**Requirement**
From the entries below, retype only the lines from the one with "the event tag." through the one with "use crate::router::TagRouter;", exactly as written.

====== Data records

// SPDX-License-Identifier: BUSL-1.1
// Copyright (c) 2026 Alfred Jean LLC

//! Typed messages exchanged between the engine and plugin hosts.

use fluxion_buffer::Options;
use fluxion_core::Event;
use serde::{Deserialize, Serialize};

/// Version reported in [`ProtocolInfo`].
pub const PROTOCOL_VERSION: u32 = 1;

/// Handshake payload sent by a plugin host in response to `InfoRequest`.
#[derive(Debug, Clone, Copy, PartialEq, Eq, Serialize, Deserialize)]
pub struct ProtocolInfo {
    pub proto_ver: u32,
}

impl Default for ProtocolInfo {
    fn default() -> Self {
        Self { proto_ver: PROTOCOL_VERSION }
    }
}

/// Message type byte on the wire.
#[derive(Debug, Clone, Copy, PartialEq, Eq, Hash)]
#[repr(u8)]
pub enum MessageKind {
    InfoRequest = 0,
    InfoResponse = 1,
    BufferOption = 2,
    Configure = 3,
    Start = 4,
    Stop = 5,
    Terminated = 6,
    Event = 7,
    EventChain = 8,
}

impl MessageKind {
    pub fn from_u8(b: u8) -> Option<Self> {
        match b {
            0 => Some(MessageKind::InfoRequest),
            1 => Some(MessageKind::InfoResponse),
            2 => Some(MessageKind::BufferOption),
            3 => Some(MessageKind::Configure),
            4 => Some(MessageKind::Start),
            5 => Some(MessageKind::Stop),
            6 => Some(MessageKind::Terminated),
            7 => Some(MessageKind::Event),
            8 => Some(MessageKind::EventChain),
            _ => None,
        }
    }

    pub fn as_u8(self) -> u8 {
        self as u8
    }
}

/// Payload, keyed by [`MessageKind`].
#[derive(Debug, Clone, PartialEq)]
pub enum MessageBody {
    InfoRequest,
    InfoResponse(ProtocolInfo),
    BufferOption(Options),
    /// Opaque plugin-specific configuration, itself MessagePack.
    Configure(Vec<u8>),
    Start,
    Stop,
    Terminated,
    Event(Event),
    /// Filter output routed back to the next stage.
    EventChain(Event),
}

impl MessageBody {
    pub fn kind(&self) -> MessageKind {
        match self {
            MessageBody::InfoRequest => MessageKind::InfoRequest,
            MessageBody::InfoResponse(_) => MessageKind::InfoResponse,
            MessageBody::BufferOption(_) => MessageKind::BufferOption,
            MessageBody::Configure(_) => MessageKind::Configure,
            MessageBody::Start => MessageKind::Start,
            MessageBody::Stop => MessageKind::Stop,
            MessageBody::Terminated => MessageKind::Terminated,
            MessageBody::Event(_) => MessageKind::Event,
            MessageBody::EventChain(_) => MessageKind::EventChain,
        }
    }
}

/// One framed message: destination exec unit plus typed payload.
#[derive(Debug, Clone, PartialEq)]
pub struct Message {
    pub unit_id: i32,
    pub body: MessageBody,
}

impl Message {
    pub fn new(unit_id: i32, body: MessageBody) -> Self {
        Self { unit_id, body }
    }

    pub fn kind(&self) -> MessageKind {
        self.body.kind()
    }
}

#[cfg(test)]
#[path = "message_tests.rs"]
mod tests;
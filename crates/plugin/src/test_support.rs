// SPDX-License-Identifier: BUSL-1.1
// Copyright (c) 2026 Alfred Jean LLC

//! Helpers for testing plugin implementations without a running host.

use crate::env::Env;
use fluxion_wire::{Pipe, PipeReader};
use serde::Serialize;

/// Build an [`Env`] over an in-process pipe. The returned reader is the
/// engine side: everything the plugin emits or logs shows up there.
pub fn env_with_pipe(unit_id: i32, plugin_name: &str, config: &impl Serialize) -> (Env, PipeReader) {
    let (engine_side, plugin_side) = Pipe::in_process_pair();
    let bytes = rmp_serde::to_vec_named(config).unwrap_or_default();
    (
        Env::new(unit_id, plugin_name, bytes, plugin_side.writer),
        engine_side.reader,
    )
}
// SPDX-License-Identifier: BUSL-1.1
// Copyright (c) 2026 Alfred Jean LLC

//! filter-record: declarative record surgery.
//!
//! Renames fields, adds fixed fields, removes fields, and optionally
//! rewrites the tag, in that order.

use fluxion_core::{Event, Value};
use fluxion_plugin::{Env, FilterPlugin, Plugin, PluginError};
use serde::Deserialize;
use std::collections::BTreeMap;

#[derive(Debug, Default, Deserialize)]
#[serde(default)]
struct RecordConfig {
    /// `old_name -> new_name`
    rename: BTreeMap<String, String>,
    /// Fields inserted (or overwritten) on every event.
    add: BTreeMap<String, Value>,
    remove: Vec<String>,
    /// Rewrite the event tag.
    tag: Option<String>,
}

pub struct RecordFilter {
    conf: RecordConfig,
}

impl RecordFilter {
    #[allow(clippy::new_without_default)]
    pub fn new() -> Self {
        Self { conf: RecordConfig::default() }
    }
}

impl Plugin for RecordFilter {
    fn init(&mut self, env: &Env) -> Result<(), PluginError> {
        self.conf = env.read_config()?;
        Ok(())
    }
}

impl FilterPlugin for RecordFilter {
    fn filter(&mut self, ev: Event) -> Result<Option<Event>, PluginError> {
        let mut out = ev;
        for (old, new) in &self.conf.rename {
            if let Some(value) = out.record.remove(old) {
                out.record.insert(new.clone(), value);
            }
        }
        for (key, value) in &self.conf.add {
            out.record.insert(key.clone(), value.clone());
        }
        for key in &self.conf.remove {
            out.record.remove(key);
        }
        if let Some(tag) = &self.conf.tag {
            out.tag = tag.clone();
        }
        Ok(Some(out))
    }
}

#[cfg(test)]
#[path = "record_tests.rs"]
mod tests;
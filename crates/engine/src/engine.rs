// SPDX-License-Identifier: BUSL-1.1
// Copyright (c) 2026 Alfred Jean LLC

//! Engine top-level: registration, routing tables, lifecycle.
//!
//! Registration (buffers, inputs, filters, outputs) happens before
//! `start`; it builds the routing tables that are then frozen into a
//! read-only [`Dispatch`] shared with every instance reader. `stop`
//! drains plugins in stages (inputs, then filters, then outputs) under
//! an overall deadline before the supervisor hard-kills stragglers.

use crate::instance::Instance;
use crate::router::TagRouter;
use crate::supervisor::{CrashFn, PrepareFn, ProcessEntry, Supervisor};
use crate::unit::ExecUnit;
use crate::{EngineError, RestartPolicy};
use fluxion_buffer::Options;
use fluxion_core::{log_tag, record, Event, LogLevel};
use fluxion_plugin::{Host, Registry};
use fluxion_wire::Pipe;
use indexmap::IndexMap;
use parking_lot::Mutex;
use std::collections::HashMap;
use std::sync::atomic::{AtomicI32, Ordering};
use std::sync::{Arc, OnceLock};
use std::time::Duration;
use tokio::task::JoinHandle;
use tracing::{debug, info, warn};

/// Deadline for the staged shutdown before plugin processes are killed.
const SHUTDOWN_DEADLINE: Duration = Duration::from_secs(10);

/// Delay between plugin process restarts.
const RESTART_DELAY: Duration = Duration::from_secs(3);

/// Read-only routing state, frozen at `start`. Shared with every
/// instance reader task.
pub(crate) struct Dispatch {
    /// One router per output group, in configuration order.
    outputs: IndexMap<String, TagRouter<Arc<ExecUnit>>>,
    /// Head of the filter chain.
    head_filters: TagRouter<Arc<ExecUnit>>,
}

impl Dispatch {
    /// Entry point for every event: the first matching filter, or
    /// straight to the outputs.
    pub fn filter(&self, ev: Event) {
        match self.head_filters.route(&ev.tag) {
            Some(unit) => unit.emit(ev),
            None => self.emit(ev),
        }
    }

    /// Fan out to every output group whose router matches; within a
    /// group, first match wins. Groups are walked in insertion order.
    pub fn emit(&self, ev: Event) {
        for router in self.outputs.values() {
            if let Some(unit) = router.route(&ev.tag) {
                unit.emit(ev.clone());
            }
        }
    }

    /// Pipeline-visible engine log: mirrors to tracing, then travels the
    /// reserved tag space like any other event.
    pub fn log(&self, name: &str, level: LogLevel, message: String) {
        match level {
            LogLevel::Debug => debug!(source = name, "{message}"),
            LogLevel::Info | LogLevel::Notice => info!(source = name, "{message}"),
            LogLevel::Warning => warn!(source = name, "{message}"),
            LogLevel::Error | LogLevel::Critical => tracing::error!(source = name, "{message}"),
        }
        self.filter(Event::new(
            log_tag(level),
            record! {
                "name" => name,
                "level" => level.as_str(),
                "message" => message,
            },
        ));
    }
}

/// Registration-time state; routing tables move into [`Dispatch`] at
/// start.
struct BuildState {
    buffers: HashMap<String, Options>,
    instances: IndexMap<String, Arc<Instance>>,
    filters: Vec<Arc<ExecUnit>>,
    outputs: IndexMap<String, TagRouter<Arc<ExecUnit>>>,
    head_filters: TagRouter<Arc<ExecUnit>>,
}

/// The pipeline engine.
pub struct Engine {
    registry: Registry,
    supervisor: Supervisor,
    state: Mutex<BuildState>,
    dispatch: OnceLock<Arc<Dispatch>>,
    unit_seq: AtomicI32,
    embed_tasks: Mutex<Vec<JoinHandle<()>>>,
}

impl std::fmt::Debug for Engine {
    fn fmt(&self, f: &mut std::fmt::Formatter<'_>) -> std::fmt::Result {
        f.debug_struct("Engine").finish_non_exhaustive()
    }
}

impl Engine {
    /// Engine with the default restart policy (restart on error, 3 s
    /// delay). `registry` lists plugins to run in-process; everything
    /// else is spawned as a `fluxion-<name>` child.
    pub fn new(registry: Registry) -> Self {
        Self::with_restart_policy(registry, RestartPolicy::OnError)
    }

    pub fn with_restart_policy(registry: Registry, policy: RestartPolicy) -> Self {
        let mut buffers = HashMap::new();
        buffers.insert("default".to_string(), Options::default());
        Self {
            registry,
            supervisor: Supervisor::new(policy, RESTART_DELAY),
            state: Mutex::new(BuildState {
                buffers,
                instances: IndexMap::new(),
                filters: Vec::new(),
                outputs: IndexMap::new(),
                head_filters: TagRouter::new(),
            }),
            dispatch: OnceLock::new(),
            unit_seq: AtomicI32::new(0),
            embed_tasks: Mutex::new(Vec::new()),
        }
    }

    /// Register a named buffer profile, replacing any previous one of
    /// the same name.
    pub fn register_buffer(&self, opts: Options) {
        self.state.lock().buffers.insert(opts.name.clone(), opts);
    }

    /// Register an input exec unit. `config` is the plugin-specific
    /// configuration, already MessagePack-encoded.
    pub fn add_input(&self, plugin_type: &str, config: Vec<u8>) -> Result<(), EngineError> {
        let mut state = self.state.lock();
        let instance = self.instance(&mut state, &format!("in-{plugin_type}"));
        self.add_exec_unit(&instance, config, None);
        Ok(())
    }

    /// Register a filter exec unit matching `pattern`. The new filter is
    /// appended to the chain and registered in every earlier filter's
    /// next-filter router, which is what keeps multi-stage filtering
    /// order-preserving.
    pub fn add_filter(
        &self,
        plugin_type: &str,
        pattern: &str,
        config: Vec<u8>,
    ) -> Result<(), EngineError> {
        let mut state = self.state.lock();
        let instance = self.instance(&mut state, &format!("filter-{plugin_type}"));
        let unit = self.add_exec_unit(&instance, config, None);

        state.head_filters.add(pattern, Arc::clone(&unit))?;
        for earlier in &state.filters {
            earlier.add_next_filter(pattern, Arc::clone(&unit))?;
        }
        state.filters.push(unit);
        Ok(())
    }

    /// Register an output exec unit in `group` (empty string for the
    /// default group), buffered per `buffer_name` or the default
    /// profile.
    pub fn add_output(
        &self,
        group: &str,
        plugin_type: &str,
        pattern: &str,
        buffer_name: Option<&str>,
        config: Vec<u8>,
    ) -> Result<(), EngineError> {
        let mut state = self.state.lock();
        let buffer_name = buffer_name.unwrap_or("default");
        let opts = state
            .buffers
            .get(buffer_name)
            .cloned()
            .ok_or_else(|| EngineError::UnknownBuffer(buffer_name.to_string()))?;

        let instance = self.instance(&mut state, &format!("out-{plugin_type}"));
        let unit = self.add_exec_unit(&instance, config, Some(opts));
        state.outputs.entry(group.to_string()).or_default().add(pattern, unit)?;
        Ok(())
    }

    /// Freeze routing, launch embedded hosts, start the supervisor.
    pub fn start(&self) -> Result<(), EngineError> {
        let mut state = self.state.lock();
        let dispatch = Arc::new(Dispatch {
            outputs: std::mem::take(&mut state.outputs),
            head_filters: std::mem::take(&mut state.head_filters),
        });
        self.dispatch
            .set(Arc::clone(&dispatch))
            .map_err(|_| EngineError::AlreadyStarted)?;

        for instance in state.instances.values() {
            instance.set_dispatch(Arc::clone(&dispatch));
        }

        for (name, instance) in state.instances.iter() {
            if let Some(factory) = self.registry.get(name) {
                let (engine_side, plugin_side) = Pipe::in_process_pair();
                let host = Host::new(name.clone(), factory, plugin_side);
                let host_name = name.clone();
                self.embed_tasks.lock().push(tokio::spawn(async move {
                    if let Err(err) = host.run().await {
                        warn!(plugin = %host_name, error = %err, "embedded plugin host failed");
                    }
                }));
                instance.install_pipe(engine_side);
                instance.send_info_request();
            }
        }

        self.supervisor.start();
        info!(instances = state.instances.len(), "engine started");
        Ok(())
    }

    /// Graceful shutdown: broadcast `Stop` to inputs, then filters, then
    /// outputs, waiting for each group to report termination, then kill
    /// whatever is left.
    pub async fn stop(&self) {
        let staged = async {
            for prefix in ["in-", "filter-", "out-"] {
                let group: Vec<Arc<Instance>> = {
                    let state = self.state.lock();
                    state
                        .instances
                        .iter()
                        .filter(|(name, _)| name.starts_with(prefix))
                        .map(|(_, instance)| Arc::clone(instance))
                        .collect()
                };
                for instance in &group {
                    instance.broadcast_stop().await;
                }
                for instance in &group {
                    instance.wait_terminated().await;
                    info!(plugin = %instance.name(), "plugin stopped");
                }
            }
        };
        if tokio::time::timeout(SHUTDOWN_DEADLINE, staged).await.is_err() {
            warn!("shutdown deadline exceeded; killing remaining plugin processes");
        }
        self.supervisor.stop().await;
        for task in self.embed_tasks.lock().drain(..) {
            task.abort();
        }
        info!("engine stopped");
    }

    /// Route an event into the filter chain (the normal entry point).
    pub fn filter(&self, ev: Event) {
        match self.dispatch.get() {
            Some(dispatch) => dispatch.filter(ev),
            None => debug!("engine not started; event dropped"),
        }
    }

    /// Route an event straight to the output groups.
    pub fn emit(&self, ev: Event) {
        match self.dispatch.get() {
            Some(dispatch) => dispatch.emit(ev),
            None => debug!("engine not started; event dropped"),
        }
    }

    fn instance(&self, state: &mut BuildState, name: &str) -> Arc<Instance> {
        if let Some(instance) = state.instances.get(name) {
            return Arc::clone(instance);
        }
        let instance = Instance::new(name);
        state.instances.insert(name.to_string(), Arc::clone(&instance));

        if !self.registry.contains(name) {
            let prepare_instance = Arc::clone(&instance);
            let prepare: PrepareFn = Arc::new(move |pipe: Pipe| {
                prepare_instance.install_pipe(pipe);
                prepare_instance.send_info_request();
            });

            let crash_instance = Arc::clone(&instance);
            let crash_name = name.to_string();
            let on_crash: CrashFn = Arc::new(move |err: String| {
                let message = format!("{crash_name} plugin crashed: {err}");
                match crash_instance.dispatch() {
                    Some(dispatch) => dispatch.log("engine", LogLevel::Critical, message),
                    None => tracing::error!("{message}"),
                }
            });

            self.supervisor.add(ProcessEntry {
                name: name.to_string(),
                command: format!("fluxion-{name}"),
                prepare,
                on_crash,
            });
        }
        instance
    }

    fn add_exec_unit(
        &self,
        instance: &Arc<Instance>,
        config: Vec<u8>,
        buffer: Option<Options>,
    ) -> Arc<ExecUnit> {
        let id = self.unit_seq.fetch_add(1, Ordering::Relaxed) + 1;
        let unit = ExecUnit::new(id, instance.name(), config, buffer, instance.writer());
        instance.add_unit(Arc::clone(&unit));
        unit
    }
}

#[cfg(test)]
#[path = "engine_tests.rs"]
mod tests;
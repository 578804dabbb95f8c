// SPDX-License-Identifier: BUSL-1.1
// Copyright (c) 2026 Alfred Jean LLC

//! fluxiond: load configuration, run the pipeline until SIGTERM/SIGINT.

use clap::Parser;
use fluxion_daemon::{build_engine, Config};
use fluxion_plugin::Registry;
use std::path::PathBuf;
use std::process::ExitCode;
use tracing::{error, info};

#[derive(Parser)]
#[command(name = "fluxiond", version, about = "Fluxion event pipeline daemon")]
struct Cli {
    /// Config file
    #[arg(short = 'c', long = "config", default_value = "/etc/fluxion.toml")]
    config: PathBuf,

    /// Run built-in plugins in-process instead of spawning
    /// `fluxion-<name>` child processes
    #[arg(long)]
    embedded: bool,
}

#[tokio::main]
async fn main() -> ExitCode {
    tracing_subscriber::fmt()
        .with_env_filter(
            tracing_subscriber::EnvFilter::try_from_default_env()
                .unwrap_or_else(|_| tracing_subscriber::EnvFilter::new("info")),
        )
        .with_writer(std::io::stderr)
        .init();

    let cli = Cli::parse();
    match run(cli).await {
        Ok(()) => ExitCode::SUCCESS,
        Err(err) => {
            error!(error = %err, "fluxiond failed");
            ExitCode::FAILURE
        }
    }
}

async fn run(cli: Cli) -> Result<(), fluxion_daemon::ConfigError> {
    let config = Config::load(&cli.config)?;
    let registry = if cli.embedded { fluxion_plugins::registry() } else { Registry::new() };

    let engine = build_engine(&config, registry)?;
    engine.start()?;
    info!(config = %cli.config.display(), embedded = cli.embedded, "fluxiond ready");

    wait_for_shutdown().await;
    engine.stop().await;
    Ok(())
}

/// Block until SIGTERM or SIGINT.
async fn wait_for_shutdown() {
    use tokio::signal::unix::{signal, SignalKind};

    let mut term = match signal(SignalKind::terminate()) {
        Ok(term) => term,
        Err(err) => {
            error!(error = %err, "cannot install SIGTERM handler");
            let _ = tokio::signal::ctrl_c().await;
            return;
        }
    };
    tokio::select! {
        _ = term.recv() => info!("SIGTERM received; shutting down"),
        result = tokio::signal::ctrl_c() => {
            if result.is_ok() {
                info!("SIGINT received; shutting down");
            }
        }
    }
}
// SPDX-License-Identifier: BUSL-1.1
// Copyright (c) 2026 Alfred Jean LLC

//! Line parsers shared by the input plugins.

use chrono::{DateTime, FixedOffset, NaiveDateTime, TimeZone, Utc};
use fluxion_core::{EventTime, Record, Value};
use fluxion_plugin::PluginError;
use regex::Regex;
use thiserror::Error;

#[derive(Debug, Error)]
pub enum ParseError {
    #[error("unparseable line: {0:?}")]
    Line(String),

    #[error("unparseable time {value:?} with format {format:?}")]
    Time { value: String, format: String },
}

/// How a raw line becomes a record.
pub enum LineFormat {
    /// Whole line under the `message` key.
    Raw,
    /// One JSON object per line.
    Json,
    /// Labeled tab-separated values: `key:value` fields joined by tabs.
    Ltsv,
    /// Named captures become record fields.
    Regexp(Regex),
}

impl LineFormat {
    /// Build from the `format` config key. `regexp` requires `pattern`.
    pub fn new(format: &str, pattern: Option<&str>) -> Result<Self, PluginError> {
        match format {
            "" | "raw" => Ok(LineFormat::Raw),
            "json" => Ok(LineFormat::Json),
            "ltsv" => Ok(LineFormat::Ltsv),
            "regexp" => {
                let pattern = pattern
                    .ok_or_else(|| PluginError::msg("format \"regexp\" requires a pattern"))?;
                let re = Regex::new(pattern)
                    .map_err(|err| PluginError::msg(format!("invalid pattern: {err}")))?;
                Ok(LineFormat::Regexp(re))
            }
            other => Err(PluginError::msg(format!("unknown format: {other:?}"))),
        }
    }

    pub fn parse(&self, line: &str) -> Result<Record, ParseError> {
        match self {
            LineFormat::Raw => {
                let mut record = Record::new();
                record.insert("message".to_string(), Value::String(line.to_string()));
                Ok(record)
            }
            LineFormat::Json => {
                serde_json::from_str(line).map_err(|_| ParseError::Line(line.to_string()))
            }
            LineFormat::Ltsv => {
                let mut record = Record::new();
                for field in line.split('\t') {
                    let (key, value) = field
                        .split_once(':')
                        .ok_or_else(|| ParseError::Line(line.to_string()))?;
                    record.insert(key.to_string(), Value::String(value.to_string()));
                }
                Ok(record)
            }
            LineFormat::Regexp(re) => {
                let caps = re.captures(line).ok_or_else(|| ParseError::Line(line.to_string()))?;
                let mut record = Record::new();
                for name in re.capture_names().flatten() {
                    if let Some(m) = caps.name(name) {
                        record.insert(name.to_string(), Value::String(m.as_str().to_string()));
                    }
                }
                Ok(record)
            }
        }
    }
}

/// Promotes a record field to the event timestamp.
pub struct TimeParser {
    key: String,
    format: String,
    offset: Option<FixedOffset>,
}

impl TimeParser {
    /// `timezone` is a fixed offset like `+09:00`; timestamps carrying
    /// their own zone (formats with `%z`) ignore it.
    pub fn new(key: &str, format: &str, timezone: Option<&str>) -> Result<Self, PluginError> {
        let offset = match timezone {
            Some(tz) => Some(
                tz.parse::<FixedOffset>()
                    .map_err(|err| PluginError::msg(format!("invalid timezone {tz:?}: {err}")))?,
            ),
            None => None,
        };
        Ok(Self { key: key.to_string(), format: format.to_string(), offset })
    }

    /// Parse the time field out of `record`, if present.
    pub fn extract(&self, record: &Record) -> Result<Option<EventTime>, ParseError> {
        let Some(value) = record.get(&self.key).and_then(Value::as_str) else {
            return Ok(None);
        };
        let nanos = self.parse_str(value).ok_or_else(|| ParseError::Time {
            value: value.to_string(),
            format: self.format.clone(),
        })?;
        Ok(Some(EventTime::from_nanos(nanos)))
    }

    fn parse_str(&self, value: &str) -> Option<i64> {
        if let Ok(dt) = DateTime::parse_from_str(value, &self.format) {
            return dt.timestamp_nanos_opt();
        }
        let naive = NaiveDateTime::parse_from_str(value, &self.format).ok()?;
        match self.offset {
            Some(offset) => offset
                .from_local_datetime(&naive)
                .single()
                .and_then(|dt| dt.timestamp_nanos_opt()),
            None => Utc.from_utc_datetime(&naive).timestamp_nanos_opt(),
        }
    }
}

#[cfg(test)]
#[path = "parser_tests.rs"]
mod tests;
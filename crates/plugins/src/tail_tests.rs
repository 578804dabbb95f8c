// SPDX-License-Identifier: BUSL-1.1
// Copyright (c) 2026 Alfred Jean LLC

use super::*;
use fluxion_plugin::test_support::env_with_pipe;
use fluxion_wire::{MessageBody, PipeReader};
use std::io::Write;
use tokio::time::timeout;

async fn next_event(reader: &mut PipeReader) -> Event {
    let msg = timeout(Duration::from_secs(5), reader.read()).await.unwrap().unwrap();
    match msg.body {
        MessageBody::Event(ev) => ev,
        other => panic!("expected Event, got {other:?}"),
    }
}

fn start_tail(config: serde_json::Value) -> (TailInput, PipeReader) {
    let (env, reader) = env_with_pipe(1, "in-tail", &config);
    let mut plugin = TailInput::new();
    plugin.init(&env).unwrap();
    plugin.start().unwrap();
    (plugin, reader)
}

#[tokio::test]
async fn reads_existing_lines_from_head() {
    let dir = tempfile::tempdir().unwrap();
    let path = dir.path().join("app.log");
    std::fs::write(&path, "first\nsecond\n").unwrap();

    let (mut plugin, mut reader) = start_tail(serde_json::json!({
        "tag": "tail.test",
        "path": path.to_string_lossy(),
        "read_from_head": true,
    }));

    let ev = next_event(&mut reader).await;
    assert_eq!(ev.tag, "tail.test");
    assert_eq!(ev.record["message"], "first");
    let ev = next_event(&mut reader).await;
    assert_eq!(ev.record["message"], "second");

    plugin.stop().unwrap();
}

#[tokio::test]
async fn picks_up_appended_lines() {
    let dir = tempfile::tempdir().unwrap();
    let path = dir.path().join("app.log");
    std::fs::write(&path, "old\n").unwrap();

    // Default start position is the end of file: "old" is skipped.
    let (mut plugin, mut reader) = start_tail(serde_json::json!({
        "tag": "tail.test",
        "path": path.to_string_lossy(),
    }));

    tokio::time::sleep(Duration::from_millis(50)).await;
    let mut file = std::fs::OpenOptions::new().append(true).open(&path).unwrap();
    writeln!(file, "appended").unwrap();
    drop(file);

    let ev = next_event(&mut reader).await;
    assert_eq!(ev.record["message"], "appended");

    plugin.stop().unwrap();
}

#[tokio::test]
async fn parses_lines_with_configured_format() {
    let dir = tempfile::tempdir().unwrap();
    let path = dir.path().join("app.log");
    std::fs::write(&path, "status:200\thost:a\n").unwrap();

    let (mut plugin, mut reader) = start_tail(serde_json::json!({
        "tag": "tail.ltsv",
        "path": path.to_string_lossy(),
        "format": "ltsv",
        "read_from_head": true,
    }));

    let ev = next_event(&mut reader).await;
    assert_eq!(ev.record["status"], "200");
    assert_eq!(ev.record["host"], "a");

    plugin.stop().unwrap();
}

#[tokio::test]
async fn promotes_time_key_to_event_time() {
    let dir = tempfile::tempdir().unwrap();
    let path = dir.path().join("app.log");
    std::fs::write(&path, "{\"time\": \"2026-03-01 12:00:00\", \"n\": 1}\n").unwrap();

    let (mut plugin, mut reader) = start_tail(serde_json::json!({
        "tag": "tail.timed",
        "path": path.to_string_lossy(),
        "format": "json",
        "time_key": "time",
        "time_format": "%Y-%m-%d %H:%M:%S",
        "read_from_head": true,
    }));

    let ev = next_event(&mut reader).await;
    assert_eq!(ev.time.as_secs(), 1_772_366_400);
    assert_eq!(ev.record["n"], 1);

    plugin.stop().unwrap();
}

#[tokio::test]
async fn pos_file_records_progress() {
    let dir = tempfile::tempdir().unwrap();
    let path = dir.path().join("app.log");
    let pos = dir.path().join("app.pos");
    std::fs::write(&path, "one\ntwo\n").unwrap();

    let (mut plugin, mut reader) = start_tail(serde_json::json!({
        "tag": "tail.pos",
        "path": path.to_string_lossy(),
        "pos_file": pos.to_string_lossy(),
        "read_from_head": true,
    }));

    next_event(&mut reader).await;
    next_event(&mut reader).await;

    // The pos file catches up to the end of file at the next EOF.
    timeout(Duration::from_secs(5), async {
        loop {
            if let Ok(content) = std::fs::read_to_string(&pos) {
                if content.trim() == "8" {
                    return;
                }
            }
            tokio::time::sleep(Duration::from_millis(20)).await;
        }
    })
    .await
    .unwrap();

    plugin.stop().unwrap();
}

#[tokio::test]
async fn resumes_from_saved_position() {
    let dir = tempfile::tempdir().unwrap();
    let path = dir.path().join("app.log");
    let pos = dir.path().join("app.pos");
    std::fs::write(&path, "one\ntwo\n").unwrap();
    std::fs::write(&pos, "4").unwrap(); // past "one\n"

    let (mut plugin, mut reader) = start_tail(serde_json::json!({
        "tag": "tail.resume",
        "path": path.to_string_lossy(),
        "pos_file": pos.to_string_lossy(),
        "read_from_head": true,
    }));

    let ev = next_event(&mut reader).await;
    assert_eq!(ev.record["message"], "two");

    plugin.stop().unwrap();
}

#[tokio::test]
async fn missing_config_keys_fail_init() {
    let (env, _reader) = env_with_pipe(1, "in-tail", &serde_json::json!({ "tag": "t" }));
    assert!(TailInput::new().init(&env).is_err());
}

============

**Written answer**
    /// Rewrite the event tag.
    tag: Option<String>,
}

pub struct RecordFilter {
    conf: RecordConfig,
}

impl RecordFilter {
    #[allow(clippy::new_without_default)]
    pub fn new() -> Self {
        Self { conf: RecordConfig::default() }
    }
}

impl Plugin for RecordFilter {
    fn init(&mut self, env: &Env) -> Result<(), PluginError> {
        self.conf = env.read_config()?;
        Ok(())
    }
}

impl FilterPlugin for RecordFilter {
    fn filter(&mut self, ev: Event) -> Result<Option<Event>, PluginError> {
        let mut out = ev;
        for (old, new) in &self.conf.rename {
            if let Some(value) = out.record.remove(old) {
                out.record.insert(new.clone(), value);
            }
        }
        for (key, value) in &self.conf.add {
            out.record.insert(key.clone(), value.clone());
        }
        for key in &self.conf.remove {
            out.record.remove(key);
        }
        if let Some(tag) = &self.conf.tag {
            out.tag = tag.clone();
        }
        Ok(Some(out))
    }
}

#[cfg(test)]
#[path = "record_tests.rs"]
mod tests;
filename crates/engine/src/engine.rs
// SPDX-License-Identifier: BUSL-1.1
// Copyright (c) 2026 Alfred Jean LLC

//! Engine top-level: registration, routing tables, lifecycle.
//!
//! Registration (buffers, inputs, filters, outputs) happens before
//! `start`; it builds the routing tables that are then frozen into a
//! read-only [`Dispatch`] shared with every instance reader. `stop`
//! drains plugins in stages (inputs, then filters, then outputs) under
//! an overall deadline before the supervisor hard-kills stragglers.

use crate::instance::Instance;
use crate::router::TagRouter;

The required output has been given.